These Locks Were Made for Talking

Lately, I’ve been receiving all sorts of messages about my hair. It’s a handful, for sure – curly as can be, and long. In the Florida summers, the humidity makes it BIG, unruly even. But all my life, I’ve seen it as something to hide behind – literally in some ways, but also with the thought that people will see my hair and not be concerned with the rest of me.

It’s been another form of escape.

I remember walking through my high school, chin tucked in toward my chest, my hair pinned half up or falling around my face. I was trying my best not to be noticed. Looking back I see it as an early form of impostor syndrome. I had few friends, and the friendships I did have were not the type that would last long – in fact, I have not kept in touch with any of those people other than the odd connection on social media.

It was the same in college – by the time I left, I had still not made any friends, mostly because I wanted to explore beyond the college campus (I was in New York City, after all) and I was one of the few people I ever found on campus who didn’t drink alcohol. I recognized depression, and I still tried to disappear, so much so that I even graduated early, leaving the campus as soon as I could.

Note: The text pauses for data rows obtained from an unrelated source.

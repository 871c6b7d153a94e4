//! One-time preparation of the process for directory monitoring.

use std::sync::OnceLock;

use tracing::debug;

static PRIVILEGES: OnceLock<MonitorPrivileges> = OnceLock::new();

/// Proof that the process has been prepared for directory monitoring.
///
/// Obtain it once at startup with [`MonitorPrivileges::ensure`] and pass it
/// to [`DirectoryChangeWatcher::new`](crate::DirectoryChangeWatcher::new).
#[derive(Debug, Clone, Copy, PartialEq, Eq)]
pub struct MonitorPrivileges {
    /// Per-user watch limit reported by the platform, when it has one.
    watch_limit: Option<u64>,
}

impl MonitorPrivileges {
    /// Run the platform preparation on the first call; later calls return
    /// the same token.
    pub fn ensure() -> Self {
        *PRIVILEGES.get_or_init(prepare)
    }

    /// Maximum number of watches the platform allows this user, if known.
    pub fn watch_limit(&self) -> Option<u64> {
        self.watch_limit
    }
}

#[cfg(target_os = "linux")]
fn prepare() -> MonitorPrivileges {
    const MAX_USER_WATCHES: &str = "/proc/sys/fs/inotify/max_user_watches";

    let watch_limit = std::fs::read_to_string(MAX_USER_WATCHES)
        .ok()
        .and_then(|value| value.trim().parse::<u64>().ok());
    match watch_limit {
        Some(limit) if limit < 8192 => tracing::warn!(
            "inotify allows only {limit} watches per user; recursive watches of large trees may fail"
        ),
        Some(limit) => debug!("inotify allows {limit} watches per user"),
        None => debug!("Could not read {MAX_USER_WATCHES}"),
    }
    MonitorPrivileges { watch_limit }
}

#[cfg(not(target_os = "linux"))]
fn prepare() -> MonitorPrivileges {
    debug!("Directory monitoring needs no extra privileges on this platform");
    MonitorPrivileges { watch_limit: None }
}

And into my 20s and 30s, I opted not to cut my hair – it had become a marker, an identity, as well as a tie to my Sikh culture that I refused to give up, even if I didn’t consider myself religious.

But now.

Now I’m suddenly seeing this hair, this unwieldly part of my physical Self, as a gift beyond just something pretty. Instead, it’s something powerful. It’s a crown.

A friend (yes, along the way, I’ve finally made friends) told me last week that my hair down makes me more intimidating – but in a good way, a powerful way. That when I walk into a room, it’s as though I have something to say. Funny, as I see in myself as having a lot to say, of wanting to say, but censoring myself for fear of how it might be received. As a journalist trained in old-school methods where we don’t share our own opinions, voicing my own now has been a challenge for me. I don’t want to upset anyone.

But at 40 (and no longer an active member of the media), shouldn’t I have a voice, an opinion, whether it’s ill-received is not on me but on the receiver? If they don’t like what I have to say, anyone worth engaging with will be open to a conversation, not an attack. But it’s attacks that we have too much of these days.

But back to my hair. I try to care for it, to be kind to it, to love it. And in fact, I truly do. I can’t imagine ever being without it.

Instead of being a block, though, something to disappear behind, to be a distraction, I want it to be a symbol of my voice, my abilities, my power.

Because, aren’t we all, as creations of the Divine, all powerful?